====== Record set ======
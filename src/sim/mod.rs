//! Deterministic simulation module
//!
//! All gameplay logic lives here. This module must be pure and deterministic:
//! - Seeded RNG only
//! - No rendering or platform dependencies
//! - One tick per display refresh, driven by the page container

pub mod collision;
pub mod state;
pub mod tick;

pub use collision::circles_overlap;
pub use state::{GamePhase, GameState, Obstacle, ObstacleKind, Ship};
pub use tick::tick;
======
Task: Where a line of the records includes "state", copy it.

Response below:
pub mod state;
pub use state::{GamePhase, GameState, Obstacle, ObstacleKind, Ship};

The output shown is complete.